(AIM OF THE EXERCISE): Output each record exactly. Leave none out.

(LISTED ENTRIES):
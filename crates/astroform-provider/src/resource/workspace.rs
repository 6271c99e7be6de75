use super::{ManagedResource, gone_on_not_found, model_id};
use crate::context::ProviderContext;
use crate::model::WorkspaceModel;
use crate::reconcile::reconcile_workspace;
use crate::validate::validate_workspace;
use astroform_api::{WorkspaceApi, WorkspaceRequest};
use astroform_cloud::{
    CancellationToken, ConvergencePolicy, ResourceApi, ResourceKind, Result, wait_for_terminal,
};
use async_trait::async_trait;

pub struct WorkspaceResource {
    api: WorkspaceApi,
    policy: ConvergencePolicy,
}

impl WorkspaceResource {
    pub fn new(context: &ProviderContext) -> Self {
        Self {
            api: context.client().workspaces(),
            policy: context.policy(ResourceKind::Workspace).clone(),
        }
    }
}

#[async_trait]
impl ManagedResource for WorkspaceResource {
    type Model = WorkspaceModel;

    fn kind(&self) -> ResourceKind {
        ResourceKind::Workspace
    }

    async fn create(
        &self,
        plan: &WorkspaceModel,
        cancel: &CancellationToken,
    ) -> Result<WorkspaceModel> {
        validate_workspace(plan)?;

        let created = self.api.create(&request(plan)).await?;
        // Workspaces have no status; this returns the response as is.
        let converged = wait_for_terminal(&self.api, created, &self.policy, cancel).await?;
        Ok(reconcile_workspace(Some(plan), &converged))
    }

    async fn read(&self, state: &WorkspaceModel) -> Result<Option<WorkspaceModel>> {
        let id = model_id(ResourceKind::Workspace, &state.id)?;
        let remote = gone_on_not_found(ResourceKind::Workspace, id, self.api.get(id).await)?;
        Ok(remote.map(|remote| reconcile_workspace(Some(state), &remote)))
    }

    async fn update(
        &self,
        plan: &WorkspaceModel,
        cancel: &CancellationToken,
    ) -> Result<WorkspaceModel> {
        let id = model_id(ResourceKind::Workspace, &plan.id)?;
        validate_workspace(plan)?;

        let updated = self.api.update(id, &request(plan)).await?;
        let converged = wait_for_terminal(&self.api, updated, &self.policy, cancel).await?;
        Ok(reconcile_workspace(Some(plan), &converged))
    }

    async fn delete(&self, state: &WorkspaceModel) -> Result<()> {
        let id = model_id(ResourceKind::Workspace, &state.id)?;
        self.api.delete(id).await
    }

    async fn import(&self, id: &str) -> Result<WorkspaceModel> {
        let remote = self.api.get(id).await?;
        Ok(reconcile_workspace(None, &remote))
    }
}

fn request(plan: &WorkspaceModel) -> WorkspaceRequest {
    WorkspaceRequest {
        cicd_enforced_default: plan.cicd_enforced_default,
        description: plan.description.clone(),
        name: plan.name.clone(),
    }
}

(RESPONSE TO THIS EXERCISE):
filename crates/astroform-provider/src/resource/workspace.rs
repository 6271c99e7be6de75
use super::{ManagedResource, gone_on_not_found, model_id};
use crate::context::ProviderContext;
use crate::model::WorkspaceModel;
use crate::reconcile::reconcile_workspace;
use crate::validate::validate_workspace;
use astroform_api::{WorkspaceApi, WorkspaceRequest};
use astroform_cloud::{
    CancellationToken, ConvergencePolicy, ResourceApi, ResourceKind, Result, wait_for_terminal,
};
use async_trait::async_trait;

pub struct WorkspaceResource {
    api: WorkspaceApi,
    policy: ConvergencePolicy,
}

impl WorkspaceResource {
    pub fn new(context: &ProviderContext) -> Self {
        Self {
            api: context.client().workspaces(),
            policy: context.policy(ResourceKind::Workspace).clone(),
        }
    }
}

#[async_trait]
impl ManagedResource for WorkspaceResource {
    type Model = WorkspaceModel;

    fn kind(&self) -> ResourceKind {
        ResourceKind::Workspace
    }

    async fn create(
        &self,
        plan: &WorkspaceModel,
        cancel: &CancellationToken,
    ) -> Result<WorkspaceModel> {
        validate_workspace(plan)?;

        let created = self.api.create(&request(plan)).await?;
        // Workspaces have no status; this returns the response as is.
        let converged = wait_for_terminal(&self.api, created, &self.policy, cancel).await?;
        Ok(reconcile_workspace(Some(plan), &converged))
    }

    async fn read(&self, state: &WorkspaceModel) -> Result<Option<WorkspaceModel>> {
        let id = model_id(ResourceKind::Workspace, &state.id)?;
        let remote = gone_on_not_found(ResourceKind::Workspace, id, self.api.get(id).await)?;
        Ok(remote.map(|remote| reconcile_workspace(Some(state), &remote)))
    }

    async fn update(
        &self,
        plan: &WorkspaceModel,
        cancel: &CancellationToken,
    ) -> Result<WorkspaceModel> {
        let id = model_id(ResourceKind::Workspace, &plan.id)?;
        validate_workspace(plan)?;

        let updated = self.api.update(id, &request(plan)).await?;
        let converged = wait_for_terminal(&self.api, updated, &self.policy, cancel).await?;
        Ok(reconcile_workspace(Some(plan), &converged))
    }

    async fn delete(&self, state: &WorkspaceModel) -> Result<()> {
        let id = model_id(ResourceKind::Workspace, &state.id)?;
        self.api.delete(id).await
    }

    async fn import(&self, id: &str) -> Result<WorkspaceModel> {
        let remote = self.api.get(id).await?;
        Ok(reconcile_workspace(None, &remote))
    }
}

fn request(plan: &WorkspaceModel) -> WorkspaceRequest {
    WorkspaceRequest {
        cicd_enforced_default: plan.cicd_enforced_default,
        description: plan.description.clone(),
        name: plan.name.clone(),
    }
}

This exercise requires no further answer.